Stored data entries
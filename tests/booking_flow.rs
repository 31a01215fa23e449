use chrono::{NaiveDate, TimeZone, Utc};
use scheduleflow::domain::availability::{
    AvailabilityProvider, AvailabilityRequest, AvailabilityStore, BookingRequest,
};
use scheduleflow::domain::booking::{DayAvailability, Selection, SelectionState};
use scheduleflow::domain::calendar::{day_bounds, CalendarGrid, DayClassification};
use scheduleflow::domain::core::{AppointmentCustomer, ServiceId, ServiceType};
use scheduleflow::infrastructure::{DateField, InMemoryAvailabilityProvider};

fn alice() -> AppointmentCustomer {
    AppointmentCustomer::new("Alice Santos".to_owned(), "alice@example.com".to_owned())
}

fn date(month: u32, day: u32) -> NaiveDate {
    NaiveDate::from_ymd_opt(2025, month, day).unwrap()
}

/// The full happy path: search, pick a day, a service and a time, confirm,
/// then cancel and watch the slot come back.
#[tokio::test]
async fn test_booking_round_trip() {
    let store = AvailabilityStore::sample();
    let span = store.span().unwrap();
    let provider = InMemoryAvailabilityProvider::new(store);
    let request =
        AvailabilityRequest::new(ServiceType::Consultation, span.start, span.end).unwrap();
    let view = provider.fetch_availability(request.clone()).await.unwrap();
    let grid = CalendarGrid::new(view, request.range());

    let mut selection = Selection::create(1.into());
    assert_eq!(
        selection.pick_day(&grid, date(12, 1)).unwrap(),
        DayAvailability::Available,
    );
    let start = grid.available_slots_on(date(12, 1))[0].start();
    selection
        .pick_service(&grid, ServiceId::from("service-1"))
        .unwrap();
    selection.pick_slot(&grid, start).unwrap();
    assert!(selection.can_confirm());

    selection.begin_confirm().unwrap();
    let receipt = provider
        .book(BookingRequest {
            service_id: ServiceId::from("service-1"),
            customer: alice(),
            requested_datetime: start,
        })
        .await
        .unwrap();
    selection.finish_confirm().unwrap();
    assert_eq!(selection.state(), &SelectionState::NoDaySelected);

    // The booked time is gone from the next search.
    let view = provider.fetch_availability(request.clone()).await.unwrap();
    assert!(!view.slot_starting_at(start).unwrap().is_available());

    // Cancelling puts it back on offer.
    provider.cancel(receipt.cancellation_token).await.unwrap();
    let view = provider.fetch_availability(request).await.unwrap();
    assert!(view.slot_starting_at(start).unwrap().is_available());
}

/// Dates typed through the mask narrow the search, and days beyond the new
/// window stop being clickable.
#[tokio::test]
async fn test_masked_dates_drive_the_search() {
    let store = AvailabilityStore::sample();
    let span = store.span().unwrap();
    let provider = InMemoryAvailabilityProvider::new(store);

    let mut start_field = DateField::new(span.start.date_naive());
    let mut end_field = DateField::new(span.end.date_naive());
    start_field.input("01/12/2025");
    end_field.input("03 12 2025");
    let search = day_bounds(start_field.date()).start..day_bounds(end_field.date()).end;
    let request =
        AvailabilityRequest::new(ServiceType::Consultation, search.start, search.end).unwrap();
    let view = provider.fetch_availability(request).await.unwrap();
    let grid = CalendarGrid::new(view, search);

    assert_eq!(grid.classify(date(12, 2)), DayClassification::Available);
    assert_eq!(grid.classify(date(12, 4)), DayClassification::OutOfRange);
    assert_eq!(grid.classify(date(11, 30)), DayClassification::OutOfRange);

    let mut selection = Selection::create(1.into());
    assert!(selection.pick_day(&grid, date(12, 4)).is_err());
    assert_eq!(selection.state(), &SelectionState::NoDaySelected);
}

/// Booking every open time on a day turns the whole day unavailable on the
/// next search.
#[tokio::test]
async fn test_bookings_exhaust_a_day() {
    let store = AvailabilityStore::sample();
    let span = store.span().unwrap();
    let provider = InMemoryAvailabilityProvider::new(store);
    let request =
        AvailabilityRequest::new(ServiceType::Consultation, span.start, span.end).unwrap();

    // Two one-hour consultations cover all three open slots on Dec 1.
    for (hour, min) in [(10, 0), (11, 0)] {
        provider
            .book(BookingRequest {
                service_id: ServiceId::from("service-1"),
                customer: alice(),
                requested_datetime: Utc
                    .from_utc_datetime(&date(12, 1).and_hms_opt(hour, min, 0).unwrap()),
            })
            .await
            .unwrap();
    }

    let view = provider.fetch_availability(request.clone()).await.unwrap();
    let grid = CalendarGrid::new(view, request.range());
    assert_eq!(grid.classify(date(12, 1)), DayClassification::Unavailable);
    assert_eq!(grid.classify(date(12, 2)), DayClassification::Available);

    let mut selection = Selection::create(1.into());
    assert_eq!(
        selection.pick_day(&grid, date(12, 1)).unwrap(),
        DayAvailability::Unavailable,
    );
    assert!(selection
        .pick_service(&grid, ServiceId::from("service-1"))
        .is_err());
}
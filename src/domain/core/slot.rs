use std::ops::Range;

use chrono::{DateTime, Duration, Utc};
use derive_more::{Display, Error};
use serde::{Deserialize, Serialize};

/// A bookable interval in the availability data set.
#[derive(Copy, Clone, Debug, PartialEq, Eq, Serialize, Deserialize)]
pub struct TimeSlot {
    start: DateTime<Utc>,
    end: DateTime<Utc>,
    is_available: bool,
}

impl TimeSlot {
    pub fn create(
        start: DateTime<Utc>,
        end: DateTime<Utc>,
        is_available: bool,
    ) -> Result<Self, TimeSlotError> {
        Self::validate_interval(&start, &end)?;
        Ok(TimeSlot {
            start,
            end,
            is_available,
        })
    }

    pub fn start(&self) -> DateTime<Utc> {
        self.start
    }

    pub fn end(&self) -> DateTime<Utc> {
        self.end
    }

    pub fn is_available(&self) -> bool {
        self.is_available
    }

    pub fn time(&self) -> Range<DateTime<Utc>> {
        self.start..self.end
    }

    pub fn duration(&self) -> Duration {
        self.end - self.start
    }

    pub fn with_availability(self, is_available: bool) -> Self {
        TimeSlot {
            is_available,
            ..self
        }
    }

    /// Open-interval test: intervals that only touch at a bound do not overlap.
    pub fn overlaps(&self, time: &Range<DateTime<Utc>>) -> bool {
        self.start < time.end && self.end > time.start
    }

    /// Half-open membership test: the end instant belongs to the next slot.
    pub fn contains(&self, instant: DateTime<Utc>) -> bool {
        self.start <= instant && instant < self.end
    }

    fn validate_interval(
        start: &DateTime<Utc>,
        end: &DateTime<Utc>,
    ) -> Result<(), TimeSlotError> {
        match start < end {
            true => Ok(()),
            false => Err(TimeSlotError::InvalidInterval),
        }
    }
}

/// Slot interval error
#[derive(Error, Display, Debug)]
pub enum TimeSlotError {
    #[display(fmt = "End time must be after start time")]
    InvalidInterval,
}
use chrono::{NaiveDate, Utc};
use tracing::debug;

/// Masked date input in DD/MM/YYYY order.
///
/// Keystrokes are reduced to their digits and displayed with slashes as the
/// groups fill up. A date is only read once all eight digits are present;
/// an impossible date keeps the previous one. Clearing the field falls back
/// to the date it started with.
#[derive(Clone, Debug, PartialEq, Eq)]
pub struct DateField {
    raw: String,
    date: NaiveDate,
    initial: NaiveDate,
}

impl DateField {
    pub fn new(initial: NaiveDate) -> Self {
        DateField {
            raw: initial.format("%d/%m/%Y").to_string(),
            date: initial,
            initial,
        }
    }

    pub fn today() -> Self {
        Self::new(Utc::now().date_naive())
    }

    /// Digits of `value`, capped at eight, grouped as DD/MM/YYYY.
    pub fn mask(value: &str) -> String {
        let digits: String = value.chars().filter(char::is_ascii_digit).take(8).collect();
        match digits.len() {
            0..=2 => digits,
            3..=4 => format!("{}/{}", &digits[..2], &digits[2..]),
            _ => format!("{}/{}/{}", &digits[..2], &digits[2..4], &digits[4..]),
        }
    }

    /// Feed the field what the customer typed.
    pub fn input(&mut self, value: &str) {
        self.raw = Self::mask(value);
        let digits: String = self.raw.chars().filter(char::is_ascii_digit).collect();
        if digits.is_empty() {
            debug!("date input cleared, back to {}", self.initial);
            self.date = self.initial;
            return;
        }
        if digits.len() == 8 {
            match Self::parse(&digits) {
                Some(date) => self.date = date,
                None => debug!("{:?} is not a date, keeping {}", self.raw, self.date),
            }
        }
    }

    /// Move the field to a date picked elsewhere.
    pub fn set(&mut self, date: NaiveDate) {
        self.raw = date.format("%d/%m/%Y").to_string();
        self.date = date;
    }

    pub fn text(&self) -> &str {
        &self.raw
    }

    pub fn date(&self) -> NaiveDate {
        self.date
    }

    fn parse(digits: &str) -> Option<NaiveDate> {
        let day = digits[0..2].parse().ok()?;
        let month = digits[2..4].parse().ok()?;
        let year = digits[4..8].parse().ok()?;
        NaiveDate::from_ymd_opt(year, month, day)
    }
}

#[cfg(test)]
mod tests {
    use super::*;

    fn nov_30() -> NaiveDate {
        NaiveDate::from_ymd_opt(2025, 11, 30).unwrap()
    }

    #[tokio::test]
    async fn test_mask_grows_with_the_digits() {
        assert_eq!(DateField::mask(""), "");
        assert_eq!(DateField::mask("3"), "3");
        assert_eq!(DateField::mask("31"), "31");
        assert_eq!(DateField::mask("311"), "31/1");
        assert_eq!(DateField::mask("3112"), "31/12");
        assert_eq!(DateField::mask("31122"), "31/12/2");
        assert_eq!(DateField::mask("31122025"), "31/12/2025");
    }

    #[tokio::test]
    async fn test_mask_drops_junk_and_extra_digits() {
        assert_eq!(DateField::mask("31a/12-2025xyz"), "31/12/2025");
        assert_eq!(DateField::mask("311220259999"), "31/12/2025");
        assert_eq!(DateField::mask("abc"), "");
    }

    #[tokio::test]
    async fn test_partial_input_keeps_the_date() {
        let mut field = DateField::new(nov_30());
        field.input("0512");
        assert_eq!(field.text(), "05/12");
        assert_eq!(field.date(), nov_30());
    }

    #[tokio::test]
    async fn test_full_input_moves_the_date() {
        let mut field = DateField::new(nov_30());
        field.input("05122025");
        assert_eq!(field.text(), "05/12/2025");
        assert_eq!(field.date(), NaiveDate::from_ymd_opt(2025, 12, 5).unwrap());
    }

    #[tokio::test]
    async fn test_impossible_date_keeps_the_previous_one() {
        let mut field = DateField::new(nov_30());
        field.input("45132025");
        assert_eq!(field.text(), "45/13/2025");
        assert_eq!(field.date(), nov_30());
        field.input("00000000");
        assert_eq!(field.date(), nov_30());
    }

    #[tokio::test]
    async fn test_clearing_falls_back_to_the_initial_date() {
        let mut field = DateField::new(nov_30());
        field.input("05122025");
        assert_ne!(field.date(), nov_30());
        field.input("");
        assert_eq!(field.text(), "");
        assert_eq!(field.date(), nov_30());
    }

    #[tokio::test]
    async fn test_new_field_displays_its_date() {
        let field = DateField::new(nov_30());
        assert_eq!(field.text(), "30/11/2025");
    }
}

* * *

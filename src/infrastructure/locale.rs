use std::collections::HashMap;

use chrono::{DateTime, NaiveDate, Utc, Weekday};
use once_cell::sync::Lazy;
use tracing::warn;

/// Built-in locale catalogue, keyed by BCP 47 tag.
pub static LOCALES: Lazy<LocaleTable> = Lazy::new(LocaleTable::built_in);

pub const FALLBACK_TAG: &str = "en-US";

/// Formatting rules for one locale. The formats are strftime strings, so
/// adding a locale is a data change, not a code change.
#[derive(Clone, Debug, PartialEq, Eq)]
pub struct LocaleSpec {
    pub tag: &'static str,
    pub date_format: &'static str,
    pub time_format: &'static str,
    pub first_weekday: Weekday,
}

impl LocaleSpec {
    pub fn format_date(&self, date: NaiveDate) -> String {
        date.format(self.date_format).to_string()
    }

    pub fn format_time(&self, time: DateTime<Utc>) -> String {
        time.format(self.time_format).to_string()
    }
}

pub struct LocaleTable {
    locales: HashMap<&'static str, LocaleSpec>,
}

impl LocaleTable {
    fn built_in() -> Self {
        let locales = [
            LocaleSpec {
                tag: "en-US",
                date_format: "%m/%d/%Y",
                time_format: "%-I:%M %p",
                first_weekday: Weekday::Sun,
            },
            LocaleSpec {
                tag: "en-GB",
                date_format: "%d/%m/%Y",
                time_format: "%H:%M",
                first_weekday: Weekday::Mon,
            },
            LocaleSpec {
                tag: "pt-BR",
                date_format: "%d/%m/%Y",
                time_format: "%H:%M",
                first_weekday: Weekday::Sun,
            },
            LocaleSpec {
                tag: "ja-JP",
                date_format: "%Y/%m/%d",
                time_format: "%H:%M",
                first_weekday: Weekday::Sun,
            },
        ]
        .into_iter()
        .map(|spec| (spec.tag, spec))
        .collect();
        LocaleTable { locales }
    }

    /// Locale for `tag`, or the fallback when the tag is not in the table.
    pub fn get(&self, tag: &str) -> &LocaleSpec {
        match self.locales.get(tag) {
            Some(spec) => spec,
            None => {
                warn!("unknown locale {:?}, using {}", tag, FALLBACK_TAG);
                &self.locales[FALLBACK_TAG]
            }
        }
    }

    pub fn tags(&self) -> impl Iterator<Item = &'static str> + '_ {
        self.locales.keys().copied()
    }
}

---

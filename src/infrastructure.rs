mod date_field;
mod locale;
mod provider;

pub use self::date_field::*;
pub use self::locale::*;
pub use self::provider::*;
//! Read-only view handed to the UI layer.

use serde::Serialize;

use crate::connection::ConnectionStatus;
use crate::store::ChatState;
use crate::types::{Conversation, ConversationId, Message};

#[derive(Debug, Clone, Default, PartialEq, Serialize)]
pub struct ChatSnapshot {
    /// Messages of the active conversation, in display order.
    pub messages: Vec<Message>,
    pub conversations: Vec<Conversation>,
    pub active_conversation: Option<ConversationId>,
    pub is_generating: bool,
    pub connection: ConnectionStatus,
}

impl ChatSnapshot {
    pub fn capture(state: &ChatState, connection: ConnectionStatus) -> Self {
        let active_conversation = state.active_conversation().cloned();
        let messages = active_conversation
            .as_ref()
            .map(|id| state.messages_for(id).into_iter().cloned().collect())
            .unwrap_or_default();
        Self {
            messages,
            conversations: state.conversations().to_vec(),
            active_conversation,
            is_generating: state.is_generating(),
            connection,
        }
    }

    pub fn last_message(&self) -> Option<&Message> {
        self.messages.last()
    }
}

### ASSIGNED TASK
Pull out each line of the records holding the string "PartialEq".

### EXERCISE SOLUTION
#[derive(Copy, Clone, Debug, PartialEq, Eq, Serialize, Deserialize)]
#[derive(Clone, Debug, PartialEq, Eq)]
#[derive(Clone, Debug, PartialEq, Eq)]
#[derive(Debug, Clone, Default, PartialEq, Serialize)]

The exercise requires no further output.